-- Task prompt --
Write the data below out again, exactly as each line reads.

****************************************

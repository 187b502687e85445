use ahash::{AHashMap, AHashSet};

use crate::{error::{Result, ZoneError}, index::{ReferenceIndex, UpdateIndex}};

/// Join of the reference and update tables: which tracked languages each zone carries.
#[derive(Debug, Clone, Default)]
pub struct Apportionment {
    matched_zones: AHashSet<String>,
    zone_language_matches: AHashMap<String, Vec<String>>,
    zone_language_population: Vec<(String, f64)>, // In reference zone order.
}

impl Apportionment {
    /// Split every tracked language's population evenly over its reference-table occurrences.
    pub fn new(reference: &ReferenceIndex, update: &UpdateIndex) -> Result<Self> {
        let mut apportionment = Self::default();

        for (zone, codes) in reference.iter_zones() {
            let mut population = 0.0;
            for code in codes.iter().filter(|code| update.contains(code)) {
                let occurrences = reference.occurrence_count(code);
                if occurrences == 0 {
                    return Err(ZoneError::Invariant(format!("language {code} has no occurrences")));
                }

                apportionment.matched_zones.insert(zone.to_string());
                apportionment.zone_language_matches.entry(zone.to_string())
                    .or_default()
                    .push(code.clone());
                population += update.expect(code)?.population as f64 / occurrences as f64;
            }
            apportionment.zone_language_population.push((zone.to_string(), population));
        }

        Ok(apportionment)
    }

    #[inline] pub fn is_matched(&self, zone: &str) -> bool { self.matched_zones.contains(zone) }

    #[inline] pub fn num_matched_zones(&self) -> usize { self.matched_zones.len() }

    /// Tracked language codes of a zone in occurrence order, duplicates preserved.
    pub fn matches(&self, zone: &str) -> &[String] {
        self.zone_language_matches.get(zone).map(Vec::as_slice).unwrap_or(&[])
    }

    /// Occurrence-weighted population of a zone (0 for unmatched zones).
    pub fn zone_population(&self, zone: &str) -> f64 {
        self.zone_language_population.iter()
            .find(|(z, _)| z == zone)
            .map_or(0.0, |(_, population)| *population)
    }

    /// Zones by occurrence-weighted population, descending. Ties keep reference order.
    pub fn ranking(&self) -> Vec<(String, f64)> {
        let mut ranking = self.zone_language_population.clone();
        ranking.sort_by(|a, b| b.1.total_cmp(&a.1));
        ranking
    }
}

/// Tracked language codes that never occur in the reference table, in update-table order.
pub fn unmatched_languages<'a>(reference: &ReferenceIndex, update: &'a UpdateIndex) -> Vec<&'a str> {
    update.codes()
        .filter(|code| reference.occurrence_count(code) == 0)
        .collect()
}

/// Distinct codes of `codes`, in the order first seen.
pub(crate) fn distinct_in_order(codes: &[String]) -> Vec<&str> {
    let mut seen = AHashSet::with_capacity(codes.len());
    codes.iter()
        .map(String::as_str)
        .filter(|code| seen.insert(*code))
        .collect()
}
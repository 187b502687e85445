use std::io::Write;

use anyhow::{Context, Result};
use polars::{frame::DataFrame, io::SerWriter, prelude::{Column, CsvWriter}};

use crate::types::{AttrValue, FieldType, OutputRecord, OUTPUT_FIELDS};

/// Build the attribute table of the output layer (no geometry).
pub fn output_to_dataframe<G>(records: &[OutputRecord<G>]) -> Result<DataFrame> {
    let rows = records.iter().map(OutputRecord::attributes).collect::<Vec<_>>();

    let columns = OUTPUT_FIELDS.iter().enumerate()
        .map(|(i, field)| {
            let name = field.name.into();
            match field.ty {
                FieldType::Int => Column::new(name, rows.iter()
                    .map(|row| match &row[i] { AttrValue::Int(v) => *v, _ => None })
                    .collect::<Vec<Option<i64>>>()),
                FieldType::Double => Column::new(name, rows.iter()
                    .map(|row| match &row[i] { AttrValue::Double(v) => *v, _ => None })
                    .collect::<Vec<Option<f64>>>()),
                FieldType::String => Column::new(name, rows.iter()
                    .map(|row| match &row[i] { AttrValue::Text(v) => v.clone(), _ => None })
                    .collect::<Vec<Option<String>>>()),
            }
        })
        .collect::<Vec<_>>();

    DataFrame::new(columns).context("[io::csv::write] Failed to build output table")
}

/// Write the output attribute table as delimited text.
pub fn write_output_table<G, W: Write>(records: &[OutputRecord<G>], writer: W, delimiter: char) -> Result<()> {
    let mut df = output_to_dataframe(records)?;
    CsvWriter::new(writer)
        .include_header(true)
        .with_separator(super::read::delimiter_byte(delimiter)?)
        .finish(&mut df)
        .context("[io::csv::write] Failed to write output table")
}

****************************************

-- Problem solution --
repository 187b502687e85445
use ahash::{AHashMap, AHashSet};

use crate::{error::{Result, ZoneError}, index::{ReferenceIndex, UpdateIndex}};

/// Join of the reference and update tables: which tracked languages each zone carries.
#[derive(Debug, Clone, Default)]
pub struct Apportionment {
    matched_zones: AHashSet<String>,
    zone_language_matches: AHashMap<String, Vec<String>>,
    zone_language_population: Vec<(String, f64)>, // In reference zone order.
}

impl Apportionment {
    /// Split every tracked language's population evenly over its reference-table occurrences.
    pub fn new(reference: &ReferenceIndex, update: &UpdateIndex) -> Result<Self> {
        let mut apportionment = Self::default();

        for (zone, codes) in reference.iter_zones() {
            let mut population = 0.0;
            for code in codes.iter().filter(|code| update.contains(code)) {
                let occurrences = reference.occurrence_count(code);
                if occurrences == 0 {
                    return Err(ZoneError::Invariant(format!("language {code} has no occurrences")));
                }

                apportionment.matched_zones.insert(zone.to_string());
                apportionment.zone_language_matches.entry(zone.to_string())
                    .or_default()
                    .push(code.clone());
                population += update.expect(code)?.population as f64 / occurrences as f64;
            }
            apportionment.zone_language_population.push((zone.to_string(), population));
        }

        Ok(apportionment)
    }

    #[inline] pub fn is_matched(&self, zone: &str) -> bool { self.matched_zones.contains(zone) }

    #[inline] pub fn num_matched_zones(&self) -> usize { self.matched_zones.len() }

    /// Tracked language codes of a zone in occurrence order, duplicates preserved.
    pub fn matches(&self, zone: &str) -> &[String] {
        self.zone_language_matches.get(zone).map(Vec::as_slice).unwrap_or(&[])
    }

    /// Occurrence-weighted population of a zone (0 for unmatched zones).
    pub fn zone_population(&self, zone: &str) -> f64 {
        self.zone_language_population.iter()
            .find(|(z, _)| z == zone)
            .map_or(0.0, |(_, population)| *population)
    }

    /// Zones by occurrence-weighted population, descending. Ties keep reference order.
    pub fn ranking(&self) -> Vec<(String, f64)> {
        let mut ranking = self.zone_language_population.clone();
        ranking.sort_by(|a, b| b.1.total_cmp(&a.1));
        ranking
    }
}

/// Tracked language codes that never occur in the reference table, in update-table order.
pub fn unmatched_languages<'a>(reference: &ReferenceIndex, update: &'a UpdateIndex) -> Vec<&'a str> {
    update.codes()
        .filter(|code| reference.occurrence_count(code) == 0)
        .collect()
}

/// Distinct codes of `codes`, in the order first seen.
pub(crate) fn distinct_in_order(codes: &[String]) -> Vec<&str> {
    let mut seen = AHashSet::with_capacity(codes.len());
    codes.iter()
        .map(String::as_str)
        .filter(|code| seen.insert(*code))
        .collect()
}
repository 187b502687e85445
use std::io::Write;

use anyhow::{Context, Result};
use polars::{frame::DataFrame, io::SerWriter, prelude::{Column, CsvWriter}};

use crate::types::{AttrValue, FieldType, OutputRecord, OUTPUT_FIELDS};

/// Build the attribute table of the output layer (no geometry).
pub fn output_to_dataframe<G>(records: &[OutputRecord<G>]) -> Result<DataFrame> {
    let rows = records.iter().map(OutputRecord::attributes).collect::<Vec<_>>();

    let columns = OUTPUT_FIELDS.iter().enumerate()
        .map(|(i, field)| {
            let name = field.name.into();
            match field.ty {
                FieldType::Int => Column::new(name, rows.iter()
                    .map(|row| match &row[i] { AttrValue::Int(v) => *v, _ => None })
                    .collect::<Vec<Option<i64>>>()),
                FieldType::Double => Column::new(name, rows.iter()
                    .map(|row| match &row[i] { AttrValue::Double(v) => *v, _ => None })
                    .collect::<Vec<Option<f64>>>()),
                FieldType::String => Column::new(name, rows.iter()
                    .map(|row| match &row[i] { AttrValue::Text(v) => v.clone(), _ => None })
                    .collect::<Vec<Option<String>>>()),
            }
        })
        .collect::<Vec<_>>();

    DataFrame::new(columns).context("[io::csv::write] Failed to build output table")
}

/// Write the output attribute table as delimited text.
pub fn write_output_table<G, W: Write>(records: &[OutputRecord<G>], writer: W, delimiter: char) -> Result<()> {
    let mut df = output_to_dataframe(records)?;
    CsvWriter::new(writer)
        .include_header(true)
        .with_separator(super::read::delimiter_byte(delimiter)?)
        .finish(&mut df)
        .context("[io::csv::write] Failed to write output table")
}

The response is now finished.